Nous continuons à alterner entre versants secs et fleuris. Les plantes commencent à faner et les pentes se ressemblent de plus en plus. On sent que le printemps est en train de céder à l’été. Ce sera bientôt compliqué d’avancer. Nous n’osons pas imaginer l’épreuve que constituera le PCT sous 30 degrés à l’ombre dans quelques mois. Pour nous c’est déjà chaud, alors qu’il ne fait que 18°. Nous sommes en mode cuisson lente dans les faces exposées. Cela va être l’enfer ici. Nous ne regrettons pas notre départ début avril.

Depuis deux jours nous marchons, et ce quelle que soit l’altitude, sur du sable. Les collines sont des chaos de granit de toutes formes et le sol une arène granitique gigantesque. C’est usant pour les pieds. Heureusement, nous sommes de plus en plus affûtés physiquement et la progression est efficace. Par contre cela coûte sacrément en énergie et il est temps de pouvoir ingérer une énorme quantité de calories pour renflouer les organismes.

Après avoir évolué le reste de la journée sur une crête ouverte qui franchit plusieurs départs de canyons immenses, Sage, Boulder, Cow Heaven, Smith, nous arrivons au vingt cinquième kilomètres au départ de la descente de Walker Pass.
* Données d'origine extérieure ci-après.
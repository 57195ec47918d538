use std::io::Write;

use chrono::Utc;

use crate::arg::arg_parser::{ArgParser, split_line};
use crate::command::descriptor::{Action, Output, SessionCtx};
use crate::core::context::AppContext;
use crate::core::persist;
use crate::errors::{Error, Result};
use crate::logging::{LogTarget, Logger};
use crate::prompter::models::{Flow, FlowCtrl, ReplPhase};
use crate::ui::ansi::{FG_RED, paint};
use crate::ui::chrome::UiChrome;

const PROMPT: &str = "notch> ";

/// The command dispatcher: parse, resolve, execute and render one line at a time.
pub struct MainFlow<'a, W: Write> {
    ctx: &'a mut AppContext,
    out: W,
    arg_parser: ArgParser,
    chrome: UiChrome,
    interactive: bool,
    phase: ReplPhase,
    failed_in: Option<ReplPhase>,
    logger: Logger,
}

impl<'a, W: Write> MainFlow<'a, W> {
    pub fn new(ctx: &'a mut AppContext, out: W) -> Self {
        let logger = ctx.logger.clone();
        Self {
            ctx,
            out,
            arg_parser: ArgParser::new(),
            chrome: UiChrome::new(false),
            interactive: false,
            phase: ReplPhase::AwaitingInput,
            failed_in: None,
            logger,
        }
    }

    /// Colored output and the startup banner, for a real terminal.
    pub fn interactive(mut self, on: bool) -> Self {
        self.interactive = on;
        self.chrome = UiChrome::new(on);
        self
    }

    pub fn phase(&self) -> ReplPhase {
        self.phase
    }

    /// Phase in which the most recent line failed, if it did.
    pub fn failed_in(&self) -> Option<ReplPhase> {
        self.failed_in
    }

    pub fn context(&self) -> &AppContext {
        self.ctx
    }

    pub fn output(&self) -> &W {
        &self.out
    }
}

impl<'a, W: Write> Flow for MainFlow<'a, W> {
    fn render(&mut self) -> Result<()> {
        self.print_startup()
    }

    fn prompt(&self) -> String {
        self.chrome.prompt(PROMPT)
    }

    fn handle_input(&mut self, input: &str, history: &[String]) -> Result<FlowCtrl> {
        self.failed_in = None;
        let ctrl = match self.dispatch(input, history) {
            Ok(Some(output)) => {
                self.phase = ReplPhase::Rendering;
                if !output.is_empty() {
                    writeln!(self.out, "{output}")?;
                }
                FlowCtrl::Continue
            }
            Ok(None) => FlowCtrl::Finish,
            Err(err) => {
                self.failed_in = Some(self.phase);
                self.render_error(input, &err)?;
                FlowCtrl::Continue
            }
        };
        self.out.flush()?;
        self.phase = match ctrl {
            FlowCtrl::Continue => ReplPhase::AwaitingInput,
            FlowCtrl::Finish => ReplPhase::Shutdown,
        };
        Ok(ctrl)
    }

    fn reject_input(&mut self, raw: &str, err: Error) -> Result<()> {
        self.phase = ReplPhase::Parsing;
        self.failed_in = Some(self.phase);
        self.render_error(raw, &err)?;
        self.out.flush()?;
        self.phase = ReplPhase::AwaitingInput;
        Ok(())
    }

    fn finish(&mut self, history: &[String]) -> Result<()> {
        self.phase = ReplPhase::Shutdown;
        if let Err(err) = self.ctx.store.stamp(|s| s.mark_exited(Utc::now())) {
            self.logger
                .warn(format!("Could not record exit time. {err}"), LogTarget::FileOnly);
        }
        self.autosave();
        self.save_history(history);
        Ok(())
    }
}

impl<'a, W: Write> MainFlow<'a, W> {
    fn print_startup(&mut self) -> Result<()> {
        if self.ctx.startup_displayed || !self.interactive {
            return Ok(());
        }
        writeln!(self.out, "{}", self.chrome.banner())?;
        writeln!(self.out)?;
        writeln!(self.out, "State path: {}", self.ctx.paths.state_path.display())?;
        writeln!(self.out, "Config path: {}", self.ctx.paths.config_path.display())?;
        writeln!(self.out, "Logs path: {}", self.ctx.paths.logs_dir.display())?;
        writeln!(self.out)?;
        self.out.flush()?;
        self.ctx.startup_displayed = true;
        Ok(())
    }

    /// `Ok(None)` asks the loop to shut down.
    fn dispatch(&mut self, line: &str, history: &[String]) -> Result<Option<Output>> {
        self.phase = ReplPhase::Parsing;
        let parsed = split_line(line)?;

        self.phase = ReplPhase::Resolving;
        let cmd = self.ctx.registry.resolve(&parsed.command)?;
        let args = self
            .arg_parser
            .bind(cmd.params, &parsed.tokens)
            .map_err(|e| match e {
                Error::Parse(msg) => Error::Parse(format!("{msg}\n{}", cmd.usage())),
                other => other,
            })?;

        self.phase = ReplPhase::Executing;
        if let Action::Exit = cmd.action {
            return Ok(None);
        }
        if cmd.name != "log" {
            self.logger
                .info(format!("Command run: {}", line.trim()), LogTarget::FileOnly);
        }
        let output = match cmd.action {
            Action::Exit => return Ok(None),
            Action::Mutate(f) => self.ctx.store.apply(|state| f(state, &args))?,
            Action::Inspect(f) => f(self.ctx.store.read(), &args)?,
            Action::Session(f) => {
                let mut session = SessionCtx {
                    app: &mut *self.ctx,
                    history,
                };
                f(&mut session, &args)?
            }
        };
        Ok(Some(output))
    }

    fn render_error(&mut self, line: &str, err: &Error) -> Result<()> {
        self.logger.error(
            format!("Command failed for '{}'. {}", line.trim(), err),
            LogTarget::FileOnly,
        );
        let text = format!("Error: {err}");
        writeln!(self.out, "{}", paint(&text, FG_RED, self.interactive))?;
        Ok(())
    }

    fn autosave(&mut self) {
        if !self.ctx.config.autosave() || !self.ctx.is_dirty() {
            return;
        }
        match self.ctx.save_state(None) {
            Ok(path) => self.logger.info(
                format!("Session saved to {}", path.display()),
                LogTarget::ConsoleAndFile,
            ),
            Err(err) => self
                .logger
                .error(format!("Autosave failed. {err}"), LogTarget::ConsoleAndFile),
        }
    }

    fn save_history(&mut self, history: &[String]) {
        if !self.ctx.config.persist_history() {
            return;
        }
        let path = &self.ctx.paths.history_path;
        if let Err(err) = persist::save_history(path, history, self.ctx.config.history_limit()) {
            self.logger.warn(
                format!("Could not save history to {}. {err}", path.display()),
                LogTarget::ConsoleAndFile,
            );
        }
    }
}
C’est étonnant, on a l’impression que le chemin se jette littéralement dans de grandes pentes sans fonds. C’est presque le jumeau de la montée de ce matin, 500 mètres pour 7 kilomètres. L’environnement est austère, orienté plein ouest. L’avancée est une vraie épreuve. Il n’y’a plus d’air, un soleil de fin d’après-midi omniprésent, et plus du tout de possibilité de se ravitailler en eau. Ce sera par moment franchement pénible. Les couleurs, la persistance du bloom flower compensent et nous progressons du mieux que nous pouvons. Nous rattrapons Janet en cette fin de journée. Elle était partie plus tôt ce matin. Elle n’était pas sereine sur ses capacités physiques. Elle doutait d’arriver à marcher 20 miles en plein soleil. En pratique, elle est fatiguée ce soir, mais avance encore d’un bon pas. À 64 ans, c’est une vraie machine. 

Nous sommes enfin à Walker Pass après moins de 8 h 00 de déambulation, vers 16 h 00. Nous apprécions de ne pas être tard. Cela va nous permettre de faire du stop facilement et d’aller au camping de Lake Isabella.

Le lieu est grand et bien conçu. Par contre, le gérant, un ancien militaire, accueille Janet froidement. On devine que les PCTistes sont une population qu’il tolère et que nous ne sommes pas plus bienvenues que cela. Peu importe, la pelouse est plate, verte, et à l’ombre. Un vrai golf. La douche est trois étoiles, même si nous devrons la prendre 3 fois pour être enfin  propres. La lessive est faite rapidement, aidée par d’autres campeurs qui nous donnent de la poudre.

Pour le repas du soir, nous filons en ville à pied. Nous sommes, avec Hélène scotchée. Lake Isabelle est une veille fantôme, dont on devine la gloire passée du temps de la ruée vers l’or. C’est triste et empreint de nostalgie. Le restaurant est vide et nous ne serons que 6 dans une salle pour plus de 50 personnes. Par contre, les plats sont un cran au-dessus des sacro-saints burgers. Le barbecue du soir est succulent. 

Nous remontons au camping en stop. Le conducteur est indescriptible. D’un âge indéterminé, il nous raconte dans un nuage de fumée cannabique ses souvenirs de Wood stock, sa tentative de traversée du PCT et de l’Europe en 1970 !! Le moment est exceptionnel. Avoir 20 ans et être hippie en 1970 semble avoir été une expérience hors du temps. Nous mesurons notre chance de côtoyer cette Amérique si différente de ce qu’elle est devenue.   

Demain, nous nous ravitaillerons pour la prochaine section de trois jours et nous verrons si nous décollons vers la Sierra ou si nous faisons une pause plus longue.